ONE LOSES COUNT OF the days in the desert. It may have been the fourth day, or the fifth, that we encountered the Bedouin wedding.
We had been moving on with our usual extreme deliberation, the only excitement occurring when Missouri was being mounted. It was her custom on those occasions to allow the Head to get one foot into a stirrup and then to leap suddenly into the air, leaving the Head to dangle perilously like Mohammed’s coffin, between Heaven and earth.
Dahabeah was better humored. Beyond snarling at the sight of me and occasional attempts to bite my left foot she was amiable enough.
That rather small and delicate feature, my nose, had become quite insensitive to the touch, and gave every indication of being about to shed itself, as a snake sheds its skin. The Head had broken out in a fine rash. At least he called it a rash, but in his heart he suspected fleas. As he had also taken a heavy cold, he alternated between wiping his nose and scratching, and was extremely busy.
Even Assour’s dark face had taken on a deeper hue, and Abou Taleb would have been invisible outside the circle of candle light in the dining tent, without his long white gown.
In the camps, pitched sometimes high on a dune and sometimes low in a hollow of the sand, there was not much variety. Now and again, when the camels had not come back from their trips for water until after nightfall, Smeda would take the old blunderbuss and fire a signal to direct them on their way. And we had had one sand storm, but not a severe one.
I wakened in the night to feel my bed vibrating as the tent wall was pushed against it by the gale, and to hear the men driving in the tent pegs with, muffled hammers. But except for a fine coating of sand over and inside of everything the next morning, we had no ill results. Later, on the way to Bagdad, I was to have my front hair neatly sheared off by the flying sand. But that was not yet.
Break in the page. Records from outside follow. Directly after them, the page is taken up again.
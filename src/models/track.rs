use serde::{Deserialize, Serialize};
use std::fmt::Display;

/// Number of audio features used for similarity scoring
pub const FEATURE_COUNT: usize = 11;

/// Fixed-order feature vector, one value per [`AudioFeature`]
pub type FeatureVector = [f64; FEATURE_COUNT];

/// One of the audio descriptors supplied by the catalog
#[derive(Debug, Clone, Copy, PartialEq, Eq, Hash, Serialize, Deserialize)]
#[serde(rename_all = "lowercase")]
pub enum AudioFeature {
    Danceability,
    Energy,
    Key,
    Loudness,
    Mode,
    Speechiness,
    Acousticness,
    Instrumentalness,
    Liveness,
    Valence,
    Tempo,
}

impl AudioFeature {
    /// All features in vector order
    pub const ALL: [AudioFeature; FEATURE_COUNT] = [
        AudioFeature::Danceability,
        AudioFeature::Energy,
        AudioFeature::Key,
        AudioFeature::Loudness,
        AudioFeature::Mode,
        AudioFeature::Speechiness,
        AudioFeature::Acousticness,
        AudioFeature::Instrumentalness,
        AudioFeature::Liveness,
        AudioFeature::Valence,
        AudioFeature::Tempo,
    ];

    /// Column name as it appears in the catalog
    pub fn name(&self) -> &'static str {
        match self {
            AudioFeature::Danceability => "danceability",
            AudioFeature::Energy => "energy",
            AudioFeature::Key => "key",
            AudioFeature::Loudness => "loudness",
            AudioFeature::Mode => "mode",
            AudioFeature::Speechiness => "speechiness",
            AudioFeature::Acousticness => "acousticness",
            AudioFeature::Instrumentalness => "instrumentalness",
            AudioFeature::Liveness => "liveness",
            AudioFeature::Valence => "valence",
            AudioFeature::Tempo => "tempo",
        }
    }
}

impl Display for AudioFeature {
    fn fmt(&self, f: &mut std::fmt::Formatter<'_>) -> std::fmt::Result {
        write!(f, "{}", self.name())
    }
}

/// Audio features of a single track
///
/// Every value is optional: the provider may return no analysis for a track,
/// or drop individual fields. Only tracks with all eleven values take part in
/// similarity scoring.
#[derive(Debug, Clone, Default, PartialEq, Serialize, Deserialize)]
#[serde(default)]
pub struct AudioFeatures {
    pub danceability: Option<f64>,
    pub energy: Option<f64>,
    pub key: Option<f64>,
    pub loudness: Option<f64>,
    pub mode: Option<f64>,
    pub speechiness: Option<f64>,
    pub acousticness: Option<f64>,
    pub instrumentalness: Option<f64>,
    pub liveness: Option<f64>,
    pub valence: Option<f64>,
    pub tempo: Option<f64>,
}

impl AudioFeatures {
    /// Builds a complete feature set from a vector in [`AudioFeature::ALL`] order
    pub fn from_vector(values: FeatureVector) -> Self {
        let [danceability, energy, key, loudness, mode, speechiness, acousticness, instrumentalness, liveness, valence, tempo] =
            values.map(Some);
        Self {
            danceability,
            energy,
            key,
            loudness,
            mode,
            speechiness,
            acousticness,
            instrumentalness,
            liveness,
            valence,
            tempo,
        }
    }

    pub fn get(&self, feature: AudioFeature) -> Option<f64> {
        match feature {
            AudioFeature::Danceability => self.danceability,
            AudioFeature::Energy => self.energy,
            AudioFeature::Key => self.key,
            AudioFeature::Loudness => self.loudness,
            AudioFeature::Mode => self.mode,
            AudioFeature::Speechiness => self.speechiness,
            AudioFeature::Acousticness => self.acousticness,
            AudioFeature::Instrumentalness => self.instrumentalness,
            AudioFeature::Liveness => self.liveness,
            AudioFeature::Valence => self.valence,
            AudioFeature::Tempo => self.tempo,
        }
    }

    /// Returns the feature vector, or `None` if any value is missing or not finite
    pub fn to_vector(&self) -> Option<FeatureVector> {
        let mut vector = [0.0; FEATURE_COUNT];
        for (slot, feature) in vector.iter_mut().zip(AudioFeature::ALL) {
            let value = self.get(feature)?;
            if !value.is_finite() {
                return None;
            }
            *slot = value;
        }
        Some(vector)
    }
}

/// One row of a playlist catalog
///
/// Serialized with the catalog's column names so a collaborator can hand the
/// engine a table of records directly.
#[derive(Debug, Clone, PartialEq, Serialize, Deserialize)]
pub struct Track {
    #[serde(rename = "Track ID")]
    pub id: String,
    /// Display name, not unique within a playlist
    #[serde(rename = "Track Name")]
    pub name: String,
    #[serde(rename = "Artists", default)]
    pub artists: Option<String>,
    #[serde(rename = "Album Name", default)]
    pub album_name: Option<String>,
    /// "YYYY" or "YYYY-MM-DD"
    #[serde(rename = "Release Date", default)]
    pub release_date: String,
    #[serde(rename = "Image", default)]
    pub image: Option<String>,
    #[serde(rename = "Popularity", default)]
    pub popularity: u32,
    #[serde(flatten)]
    pub audio_features: AudioFeatures,
}

impl Track {
    /// Feature vector when the track is eligible for similarity scoring
    pub fn feature_vector(&self) -> Option<FeatureVector> {
        self.audio_features.to_vector()
    }
}
pub mod config;
pub mod error;
pub mod middleware;
pub mod models;
pub mod routes;
pub mod services;
use std::collections::HashMap;
use std::time::Instant;

use serde::Serialize;

use crate::{
    error::{AppError, AppResult},
    models::{AudioFeatures, Catalog, RecommendedTrack, Track},
    services::{
        providers::CatalogProvider,
        recommendations::{HybridRanker, RankingOptions, RecommendationOutcome},
    },
};

/// Seed track and the tracks recommended for it, in ranked order
#[derive(Debug, Serialize)]
pub struct TrackRecommendations {
    pub seed: Track,
    pub recommendations: Vec<RecommendedTrack>,
    /// Why the list is empty when no ranking could be computed
    pub empty_reason: Option<String>,
}

/// Builds the catalog snapshot for a playlist
///
/// One row per playlist track, joined by track id with its audio features
/// and popularity. Tracks without features stay in the catalog for display.
pub async fn build_catalog(provider: &dyn CatalogProvider, playlist_id: &str) -> AppResult<Catalog> {
    let start = Instant::now();

    let playlist_tracks = provider.get_playlist_tracks(playlist_id).await?;
    if playlist_tracks.is_empty() {
        tracing::warn!(playlist_id = %playlist_id, "No songs in playlist");
        return Ok(Catalog::default());
    }

    let track_ids: Vec<String> = playlist_tracks
        .iter()
        .filter_map(|track| track.id.clone())
        .collect();

    let (features, details) = tokio::try_join!(
        provider.get_audio_features(&track_ids),
        provider.get_tracks(&track_ids)
    )?;

    let features_by_id: HashMap<String, AudioFeatures> = features
        .into_iter()
        .map(|f| (f.id, f.features))
        .collect();

    let popularity_by_id: HashMap<String, u32> = details
        .into_iter()
        .filter_map(|track| Some((track.id?, track.popularity?)))
        .collect();

    let tracks: Vec<Track> = playlist_tracks
        .into_iter()
        .filter_map(|track| {
            let id = track.id.clone()?;
            let audio_features = features_by_id
                .get(&id)
                .cloned()
                .unwrap_or_default();
            let popularity = popularity_by_id
                .get(&id)
                .copied()
                .or(track.popularity)
                .unwrap_or(0);
            let artists = track.artist_names().join(", ");
            let image = track.cover_image();

            Some(Track {
                id,
                name: track.name,
                artists: Some(artists),
                album_name: Some(track.album.name),
                release_date: track.album.release_date.unwrap_or_default(),
                image,
                popularity,
                audio_features,
            })
        })
        .collect();

    let catalog = Catalog::new(tracks);
    let eligible = catalog.eligible_tracks().len();

    tracing::info!(
        playlist_id = %playlist_id,
        tracks = catalog.len(),
        eligible = eligible,
        processing_time_ms = start.elapsed().as_millis(),
        "Catalog built"
    );

    Ok(catalog)
}

/// Recommends tracks for a playlist track chosen by id
///
/// The catalog is rebuilt for every call. The seed is resolved to its
/// display name and ranked by name, so when several tracks share a name the
/// first one in the playlist is the seed.
pub async fn recommend_for_track(
    provider: &dyn CatalogProvider,
    playlist_id: &str,
    track_id: &str,
    options: RankingOptions,
) -> AppResult<TrackRecommendations> {
    let catalog = build_catalog(provider, playlist_id).await?;

    let seed = catalog.find_by_id(track_id).cloned().ok_or_else(|| {
        AppError::NotFound(format!(
            "Track {} is not in playlist {}",
            track_id, playlist_id
        ))
    })?;

    let outcome = HybridRanker::with_options(&catalog, options).recommend(&seed.name);

    let empty_reason = outcome.empty_reason().map(|reason| reason.to_string());
    let recommendations = match outcome {
        RecommendationOutcome::Ranked(ids) if !ids.is_empty() => {
            fetch_recommended_tracks(provider, &ids).await?
        }
        _ => Vec::new(),
    };

    tracing::info!(
        playlist_id = %playlist_id,
        seed = %seed.id,
        recommendations = recommendations.len(),
        provider = provider.name(),
        "Recommendations completed"
    );

    Ok(TrackRecommendations {
        seed,
        recommendations,
        empty_reason,
    })
}

/// Fetches display details for ranked ids, preserving rank order
async fn fetch_recommended_tracks(
    provider: &dyn CatalogProvider,
    ids: &[String],
) -> AppResult<Vec<RecommendedTrack>> {
    let mut by_id: HashMap<String, RecommendedTrack> = provider
        .get_tracks(ids)
        .await?
        .into_iter()
        .filter_map(|track| RecommendedTrack::try_from(track).ok())
        .map(|track| (track.id.clone(), track))
        .collect();

    let ordered: Vec<RecommendedTrack> = ids.iter().filter_map(|id| by_id.remove(id)).collect();

    if ordered.len() < ids.len() {
        tracing::warn!(
            requested = ids.len(),
            fetched = ordered.len(),
            "Some recommended tracks could not be fetched"
        );
    }

    Ok(ordered)
}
In the main, all was well with us. I had mastered the combination of hiss, kick and prod from behind which would send Dahabeah into a neck-breaking trot, and not to allow my tongue between my teeth at such moments. I had also succeeded at least once in turning her by her single rein, and I had leaped a ditch on her! But this last was without intention, and I claim no merit for it.
We had found a small oasis, watered by desert wells, and unfortunately under process of irrigation. Before we knew it we were in a field surrounded by running ditches, and so far as the camels were concerned, there we were going to remain.
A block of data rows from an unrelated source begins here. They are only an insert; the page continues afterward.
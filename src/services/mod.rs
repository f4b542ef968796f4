pub mod features;
pub mod playlists;
pub mod providers;
pub mod recency;
pub mod recommendations;
pub mod similarity;

pub use recency::recency_weight;
pub use recommendations::{
    recommend, EmptyReason, HybridRanker, RankingOptions, RecommendationOutcome,
};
Again and again, Abdul Baggi behind and I above, we put Dahabeah to that ditch. And she yelled and scolded, turned and backed, but into it she would not go. Then suddenly her hind legs sank beneath me, and I called for help.
“She’s lying down!”
But she was not. She was preparing to jump. And jump she did, far and wide. I think she probably holds the record for a standing broad jump, and I was on her!
Outside of these small incidents, however, our progress was slow and unexciting. At the camps food came to us in dignified and mysterious fashion. Out of the night, or the early morning, a quaint patriarchal figure would be seen approaching, staff in hand and voluminous cloak wrapped about it. It would seat itself near the cook tent, and perhaps take coffee. After that and only in due course of time, it would produce from some hidden place fresh eggs, or a live pigeon or two, or perhaps a dozen tiny quail.
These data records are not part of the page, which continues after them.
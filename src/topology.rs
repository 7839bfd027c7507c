use std::collections::HashSet;
use std::path::Path;

use serde::{Deserialize, Serialize};

use crate::limits::*;
use crate::model::{AreaId, SlotId, ZoneId};

/// On-disk topology description (`PARKD_TOPOLOGY`).
#[derive(Debug, Clone, PartialEq, Eq, Serialize, Deserialize)]
pub struct TopologySpec {
    pub zones: Vec<ZoneSpec>,
}

#[derive(Debug, Clone, PartialEq, Eq, Serialize, Deserialize)]
pub struct ZoneSpec {
    pub id: ZoneId,
    /// Overflow targets, tried in this order.
    #[serde(default)]
    pub adjacent: Vec<ZoneId>,
    #[serde(default)]
    pub areas: Vec<AreaSpec>,
}

#[derive(Debug, Clone, PartialEq, Eq, Serialize, Deserialize)]
pub struct AreaSpec {
    pub id: AreaId,
    pub slots: Vec<SlotId>,
}

#[derive(Debug)]
pub enum TopologyError {
    Io(std::io::Error),
    Parse(serde_json::Error),
    NoZones,
    ZeroZoneId,
    DuplicateZone(ZoneId),
    DuplicateArea { zone: ZoneId, area: AreaId },
    DuplicateSlot { zone: ZoneId, area: AreaId, slot: SlotId },
    EmptyArea { zone: ZoneId, area: AreaId },
    UnknownNeighbour { zone: ZoneId, neighbour: ZoneId },
    SelfAdjacent(ZoneId),
    LimitExceeded(&'static str),
}

impl std::fmt::Display for TopologyError {
    fn fmt(&self, f: &mut std::fmt::Formatter<'_>) -> std::fmt::Result {
        match self {
            TopologyError::Io(e) => write!(f, "cannot read topology: {e}"),
            TopologyError::Parse(e) => write!(f, "malformed topology: {e}"),
            TopologyError::NoZones => write!(f, "topology has no zones"),
            TopologyError::ZeroZoneId => write!(f, "zone ids must be positive"),
            TopologyError::DuplicateZone(id) => write!(f, "duplicate zone {id}"),
            TopologyError::DuplicateArea { zone, area } => {
                write!(f, "duplicate area {area} in zone {zone}")
            }
            TopologyError::DuplicateSlot { zone, area, slot } => {
                write!(f, "duplicate slot {slot} in zone {zone} area {area}")
            }
            TopologyError::EmptyArea { zone, area } => {
                write!(f, "area {area} in zone {zone} has no slots")
            }
            TopologyError::UnknownNeighbour { zone, neighbour } => {
                write!(f, "zone {zone} is adjacent to unknown zone {neighbour}")
            }
            TopologyError::SelfAdjacent(id) => write!(f, "zone {id} lists itself as adjacent"),
            TopologyError::LimitExceeded(msg) => write!(f, "limit exceeded: {msg}"),
        }
    }
}

impl std::error::Error for TopologyError {}

impl From<std::io::Error> for TopologyError {
    fn from(e: std::io::Error) -> Self {
        TopologyError::Io(e)
    }
}

impl From<serde_json::Error> for TopologyError {
    fn from(e: serde_json::Error) -> Self {
        TopologyError::Parse(e)
    }
}

impl TopologySpec {
    /// Read and validate a JSON topology file.
    pub fn load(path: &Path) -> Result<Self, TopologyError> {
        let raw = std::fs::read_to_string(path)?;
        Self::parse(&raw)
    }

    pub fn parse(raw: &str) -> Result<Self, TopologyError> {
        let spec: TopologySpec = serde_json::from_str(raw)?;
        spec.validate()?;
        Ok(spec)
    }

    /// Three zones: 1 and 2 adjacent to each other, 3 isolated.
    pub fn demo_city() -> Self {
        Self {
            zones: vec![
                ZoneSpec {
                    id: 1,
                    adjacent: vec![2],
                    areas: vec![AreaSpec { id: 101, slots: vec![1, 2] }],
                },
                ZoneSpec {
                    id: 2,
                    adjacent: vec![1],
                    areas: vec![AreaSpec { id: 201, slots: vec![3] }],
                },
                ZoneSpec {
                    id: 3,
                    adjacent: vec![],
                    areas: vec![AreaSpec { id: 301, slots: vec![4] }],
                },
            ],
        }
    }

    pub fn validate(&self) -> Result<(), TopologyError> {
        if self.zones.is_empty() {
            return Err(TopologyError::NoZones);
        }
        if self.zones.len() > MAX_ZONES {
            return Err(TopologyError::LimitExceeded("too many zones"));
        }

        let mut zone_ids = HashSet::new();
        let mut total_slots = 0usize;
        for zone in &self.zones {
            if zone.id == 0 {
                return Err(TopologyError::ZeroZoneId);
            }
            if !zone_ids.insert(zone.id) {
                return Err(TopologyError::DuplicateZone(zone.id));
            }
            let mut area_ids = HashSet::new();
            for area in &zone.areas {
                if !area_ids.insert(area.id) {
                    return Err(TopologyError::DuplicateArea { zone: zone.id, area: area.id });
                }
                if area.slots.is_empty() {
                    return Err(TopologyError::EmptyArea { zone: zone.id, area: area.id });
                }
                let mut slot_ids = HashSet::new();
                for &slot in &area.slots {
                    if !slot_ids.insert(slot) {
                        return Err(TopologyError::DuplicateSlot {
                            zone: zone.id,
                            area: area.id,
                            slot,
                        });
                    }
                }
                total_slots += area.slots.len();
            }
        }
        if total_slots > MAX_SLOTS_TOTAL {
            return Err(TopologyError::LimitExceeded("too many slots"));
        }

        for zone in &self.zones {
            for &neighbour in &zone.adjacent {
                if neighbour == zone.id {
                    return Err(TopologyError::SelfAdjacent(zone.id));
                }
                if !zone_ids.contains(&neighbour) {
                    return Err(TopologyError::UnknownNeighbour { zone: zone.id, neighbour });
                }
            }
        }
        Ok(())
    }
}

#[cfg(test)]
mod tests {
    use super::*;

    #[test]
    fn demo_city_is_valid() {
        let city = TopologySpec::demo_city();
        city.validate().unwrap();
        let slots: usize = city
            .zones
            .iter()
            .flat_map(|z| z.areas.iter())
            .map(|a| a.slots.len())
            .sum();
        assert_eq!(slots, 4);
    }

    #[test]
    fn parse_minimal_file() {
        let spec = TopologySpec::parse(r#"{"zones":[{"id":1,"areas":[{"id":10,"slots":[1]}]}]}"#)
            .unwrap();
        assert_eq!(spec.zones[0].adjacent, Vec::<ZoneId>::new());
        assert_eq!(spec.zones[0].areas[0].slots, vec![1]);
    }

    #[test]
    fn parse_rejects_garbage() {
        let err = TopologySpec::parse("{not json").unwrap_err();
        assert!(matches!(err, TopologyError::Parse(_)));
    }

    #[test]
    fn rejects_empty_topology() {
        let err = TopologySpec::parse(r#"{"zones":[]}"#).unwrap_err();
        assert!(matches!(err, TopologyError::NoZones));
    }

    #[test]
    fn rejects_duplicates() {
        let dup_zone = r#"{"zones":[{"id":1,"areas":[]},{"id":1,"areas":[]}]}"#;
        assert!(matches!(
            TopologySpec::parse(dup_zone).unwrap_err(),
            TopologyError::DuplicateZone(1)
        ));

        let dup_area = r#"{"zones":[{"id":1,"areas":[{"id":5,"slots":[1]},{"id":5,"slots":[2]}]}]}"#;
        assert!(matches!(
            TopologySpec::parse(dup_area).unwrap_err(),
            TopologyError::DuplicateArea { zone: 1, area: 5 }
        ));

        let dup_slot = r#"{"zones":[{"id":1,"areas":[{"id":5,"slots":[1,1]}]}]}"#;
        assert!(matches!(
            TopologySpec::parse(dup_slot).unwrap_err(),
            TopologyError::DuplicateSlot { slot: 1, .. }
        ));
    }

    #[test]
    fn same_slot_id_in_different_areas_is_fine() {
        let raw = r#"{"zones":[{"id":1,"areas":[{"id":5,"slots":[1]},{"id":6,"slots":[1]}]}]}"#;
        TopologySpec::parse(raw).unwrap();
    }

    #[test]
    fn rejects_bad_adjacency() {
        let unknown = r#"{"zones":[{"id":1,"adjacent":[9],"areas":[]}]}"#;
        assert!(matches!(
            TopologySpec::parse(unknown).unwrap_err(),
            TopologyError::UnknownNeighbour { zone: 1, neighbour: 9 }
        ));
        let selfish = r#"{"zones":[{"id":1,"adjacent":[1],"areas":[]}]}"#;
        assert!(matches!(
            TopologySpec::parse(selfish).unwrap_err(),
            TopologyError::SelfAdjacent(1)
        ));
    }

    #[test]
    fn rejects_zero_zone_and_empty_area() {
        assert!(matches!(
            TopologySpec::parse(r#"{"zones":[{"id":0}]}"#).unwrap_err(),
            TopologyError::ZeroZoneId
        ));
        assert!(matches!(
            TopologySpec::parse(r#"{"zones":[{"id":2,"areas":[{"id":1,"slots":[]}]}]}"#).unwrap_err(),
            TopologyError::EmptyArea { zone: 2, area: 1 }
        ));
    }

    #[test]
    fn load_missing_file_is_io_error() {
        let path = std::env::temp_dir().join("parkd_test_topology_missing.json");
        let _ = std::fs::remove_file(&path);
        assert!(matches!(TopologySpec::load(&path).unwrap_err(), TopologyError::Io(_)));
    }

    #[test]
    fn load_from_file() {
        let dir = std::env::temp_dir().join("parkd_test_topology");
        std::fs::create_dir_all(&dir).unwrap();
        let path = dir.join("city.json");
        std::fs::write(&path, serde_json::to_string(&TopologySpec::demo_city()).unwrap()).unwrap();
        assert_eq!(TopologySpec::load(&path).unwrap(), TopologySpec::demo_city());
    }
}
Game was always brought alive, and the only way to enjoy one’s evening dinner was resolutely to put the morning out of mind. Once the Head came to my tent, with what seemed to be a mother quail calling loudly under his arm. But it was not; it was the trapper’s lure, a bit of stick covered with red calico and fur, and emitting on being squeezed the call of the mother bird. The patriarch who brought it sits in the scrub somewhere, wherever he can find any, and looks as much like a quail as possible. Under his arm is the call, which he can squeeze without moving, and when the baby birds come a-running he throws a net over them.
We paid, I think, two piasters each for them, or ten cents.
When and how the milk came I did not learn, but we were never without it. And as to whether it was cow’s milk or not I did not care to inquire, in a country which uses milk from camels, sheep, goats and water buffalo. Whatever its source, it was clean and fresh always for our breakfast tray, with its ham and eggs, or omelet, or crisp bacon, its coffee and its toast.
We were then doing very well. And it was on the fourth or maybe the sixth day that we encountered our Arab wedding.